━━━━━ Listed entries

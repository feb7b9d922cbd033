//! [`Page`] implementation over a WebDriver session.

use crate::page::{LinkInfo, Page};
use crate::stealth::{LAUNCH_ARGS, STEALTH_SCRIPT, StealthProfile};
use async_trait::async_trait;
use geowatch_core::{GeoError, Result};
use serde::Deserialize;
use serde_json::json;
use std::path::Path;
use std::time::Duration;
use thirtyfour::error::WebDriverError;
use thirtyfour::extensions::cdp::ChromeDevTools;
use thirtyfour::prelude::*;
use tracing::{debug, warn};

const NAVIGATION_TIMEOUT: Duration = Duration::from_secs(60);
const READY_POLL: Duration = Duration::from_millis(250);

fn wd_err(err: WebDriverError) -> GeoError {
    GeoError::Browser(err.to_string())
}

#[derive(Debug, Clone)]
pub struct BrowserConfig {
    /// WebDriver endpoint, e.g. `http://localhost:9515`.
    pub webdriver_url: String,
    pub headless: bool,
    pub profile: StealthProfile,
}

impl BrowserConfig {
    pub fn new(webdriver_url: impl Into<String>) -> Self {
        Self {
            webdriver_url: webdriver_url.into(),
            headless: true,
            profile: StealthProfile::sample("zh-CN"),
        }
    }

    pub fn with_headless(mut self, headless: bool) -> Self {
        self.headless = headless;
        self
    }

    pub fn with_profile(mut self, profile: StealthProfile) -> Self {
        self.profile = profile;
        self
    }
}

pub struct WebDriverPage {
    driver: WebDriver,
}

impl WebDriverPage {
    /// Open a fresh stealth context: launch flags, randomized fingerprint,
    /// forced timezone, and the init script registered before any page
    /// script can look.
    pub async fn connect(config: &BrowserConfig) -> Result<Self> {
        let mut caps = DesiredCapabilities::chrome();
        for arg in LAUNCH_ARGS {
            caps.add_arg(arg).map_err(wd_err)?;
        }
        caps.add_arg(&format!("--user-agent={}", config.profile.user_agent))
            .map_err(wd_err)?;
        caps.add_arg(&format!(
            "--window-size={},{}",
            config.profile.viewport.0, config.profile.viewport.1
        ))
        .map_err(wd_err)?;
        caps.add_arg(&format!("--lang={}", config.profile.locale))
            .map_err(wd_err)?;
        if config.headless {
            caps.add_arg("--headless=new").map_err(wd_err)?;
        }

        let driver = WebDriver::new(&config.webdriver_url, caps)
            .await
            .map_err(wd_err)?;

        let devtools = ChromeDevTools::new(driver.handle.clone());
        devtools
            .execute_cdp_with_params(
                "Emulation.setTimezoneOverride",
                json!({ "timezoneId": config.profile.timezone }),
            )
            .await
            .map_err(wd_err)?;
        devtools
            .execute_cdp_with_params(
                "Page.addScriptToEvaluateOnNewDocument",
                json!({ "source": STEALTH_SCRIPT }),
            )
            .await
            .map_err(wd_err)?;

        debug!(
            ua = %config.profile.user_agent,
            viewport = ?config.profile.viewport,
            tz = %config.profile.timezone,
            "stealth context ready"
        );
        Ok(Self { driver })
    }

    pub async fn quit(self) -> Result<()> {
        self.driver.quit().await.map_err(wd_err)
    }

    async fn first_displayed(&self, selector: &str) -> Result<Option<WebElement>> {
        let elements = self
            .driver
            .find_all(By::Css(selector))
            .await
            .unwrap_or_default();
        for element in elements {
            if element.is_displayed().await.unwrap_or(false) {
                return Ok(Some(element));
            }
        }
        Ok(None)
    }
}

#[derive(Debug, Deserialize)]
#[serde(rename_all = "camelCase")]
struct RawLink {
    href: String,
    text: String,
    title: Option<String>,
    aria_label: Option<String>,
    parent_text: Option<String>,
}

#[async_trait]
impl Page for WebDriverPage {
    async fn goto(&self, url: &str) -> Result<()> {
        self.driver.goto(url).await.map_err(wd_err)?;
        self.wait_dom_ready(NAVIGATION_TIMEOUT).await
    }

    async fn current_url(&self) -> Result<String> {
        Ok(self.driver.current_url().await.map_err(wd_err)?.to_string())
    }

    async fn body_text(&self) -> Result<String> {
        let body = self.driver.find(By::Tag("body")).await.map_err(wd_err)?;
        body.text().await.map_err(wd_err)
    }

    async fn page_source(&self) -> Result<String> {
        self.driver.source().await.map_err(wd_err)
    }

    async fn exists_visible(&self, selector: &str) -> Result<bool> {
        Ok(self.first_displayed(selector).await?.is_some())
    }

    async fn inner_texts(&self, selector: &str) -> Result<Vec<String>> {
        let elements = self
            .driver
            .find_all(By::Css(selector))
            .await
            .unwrap_or_default();
        let mut texts = Vec::with_capacity(elements.len());
        for element in elements {
            if let Ok(text) = element.text().await {
                texts.push(text);
            }
        }
        Ok(texts)
    }

    async fn click(&self, selector: &str) -> Result<bool> {
        match self.first_displayed(selector).await? {
            Some(element) => {
                element.click().await.map_err(wd_err)?;
                Ok(true)
            }
            None => Ok(false),
        }
    }

    async fn fill(&self, selector: &str, text: &str) -> Result<bool> {
        match self.first_displayed(selector).await? {
            Some(element) => {
                element.clear().await.ok();
                element.send_keys(text).await.map_err(wd_err)?;
                Ok(true)
            }
            None => Ok(false),
        }
    }

    async fn send_keys(&self, selector: &str, text: &str) -> Result<bool> {
        match self.first_displayed(selector).await? {
            Some(element) => {
                element.send_keys(text).await.map_err(wd_err)?;
                Ok(true)
            }
            None => Ok(false),
        }
    }

    async fn press_enter(&self) -> Result<()> {
        let element = self.driver.active_element().await.map_err(wd_err)?;
        let enter: char = Key::Enter.into();
        element.send_keys(enter.to_string()).await.map_err(wd_err)
    }

    async fn attr(&self, selector: &str, name: &str) -> Result<Option<String>> {
        match self.first_displayed(selector).await? {
            Some(element) => element.attr(name).await.map_err(wd_err),
            None => Ok(None),
        }
    }

    async fn links(&self, selector: &str) -> Result<Vec<LinkInfo>> {
        // One script round trip instead of four attribute fetches per link.
        let script = format!(
            r#"
            return Array.from(document.querySelectorAll({selector})).map(a => ({{
                href: a.href || '',
                text: (a.innerText || '').trim(),
                title: a.getAttribute('title'),
                ariaLabel: a.getAttribute('aria-label'),
                parentText: a.parentElement ? (a.parentElement.innerText || '').trim().slice(0, 500) : null
            }}));
            "#,
            selector = serde_json::to_string(selector)?,
        );
        let value = self.execute_js(&script).await?;
        let raw: Vec<RawLink> = serde_json::from_value(value).unwrap_or_default();
        Ok(raw
            .into_iter()
            .map(|l| LinkInfo {
                href: l.href,
                text: l.text,
                title: l.title,
                aria_label: l.aria_label,
                parent_text: l.parent_text,
            })
            .collect())
    }

    async fn execute_js(&self, script: &str) -> Result<serde_json::Value> {
        let ret = self
            .driver
            .execute(script, Vec::new())
            .await
            .map_err(wd_err)?;
        Ok(ret.json().clone())
    }

    async fn screenshot(&self, path: &Path) -> Result<()> {
        self.driver.screenshot(path).await.map_err(wd_err)
    }

    async fn cookie_names(&self) -> Result<Vec<String>> {
        let cookies = self.driver.get_all_cookies().await.map_err(wd_err)?;
        Ok(cookies.into_iter().map(|c| c.name).collect())
    }

    async fn storage_state(&self) -> Result<serde_json::Value> {
        let cookies = self.driver.get_all_cookies().await.map_err(wd_err)?;
        let cookie_values: Vec<serde_json::Value> = cookies
            .iter()
            .map(|c| {
                json!({
                    "name": c.name,
                    "value": c.value,
                    "path": c.path,
                    "domain": c.domain,
                    "secure": c.secure,
                    "expiry": c.expiry,
                })
            })
            .collect();
        let local_storage = self
            .execute_js("return Object.assign({}, window.localStorage);")
            .await
            .unwrap_or(serde_json::Value::Null);
        Ok(json!({
            "cookies": cookie_values,
            "local_storage": local_storage,
        }))
    }

    async fn apply_storage_state(&self, state: &serde_json::Value) -> Result<()> {
        if let Some(cookies) = state.get("cookies").and_then(|v| v.as_array()) {
            for entry in cookies {
                let (Some(name), Some(value)) = (
                    entry.get("name").and_then(|v| v.as_str()),
                    entry.get("value").and_then(|v| v.as_str()),
                ) else {
                    continue;
                };
                let mut cookie = Cookie::new(name.to_string(), value.to_string());
                cookie.path = entry
                    .get("path")
                    .and_then(|v| v.as_str())
                    .map(str::to_string);
                cookie.domain = entry
                    .get("domain")
                    .and_then(|v| v.as_str())
                    .map(str::to_string);
                cookie.secure = entry.get("secure").and_then(|v| v.as_bool());
                cookie.expiry = entry.get("expiry").and_then(|v| v.as_i64());
                if let Err(err) = self.driver.add_cookie(cookie).await {
                    warn!(name, %err, "skipping cookie that the browser refused");
                }
            }
        }
        if let Some(entries) = state.get("local_storage").and_then(|v| v.as_object()) {
            if !entries.is_empty() {
                let script = format!(
                    r#"
                    const data = {data};
                    for (const [key, value] of Object.entries(data)) {{
                        try {{ window.localStorage.setItem(key, value); }} catch (e) {{}}
                    }}
                    return true;
                    "#,
                    data = serde_json::to_string(entries)?,
                );
                self.execute_js(&script).await?;
            }
        }
        Ok(())
    }

    async fn close(&self) -> Result<()> {
        self.driver.clone().quit().await.map_err(wd_err)
    }

    async fn wait_dom_ready(&self, timeout: Duration) -> Result<()> {
        let deadline = tokio::time::Instant::now() + timeout;
        loop {
            let state = self
                .execute_js("return document.readyState;")
                .await
                .unwrap_or(serde_json::Value::Null);
            if state.as_str().map(|s| s != "loading").unwrap_or(false) {
                return Ok(());
            }
            if tokio::time::Instant::now() >= deadline {
                return Err(GeoError::Browser(format!(
                    "document did not become ready within {}s",
                    timeout.as_secs()
                )));
            }
            tokio::time::sleep(READY_POLL).await;
        }
    }
}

━━━━━━━━━━

> **Work item**: If a line in the entries above contains "derive", report it.

> **Exercise response**:
#[derive(Debug, Clone)]
#[derive(Debug, Deserialize)]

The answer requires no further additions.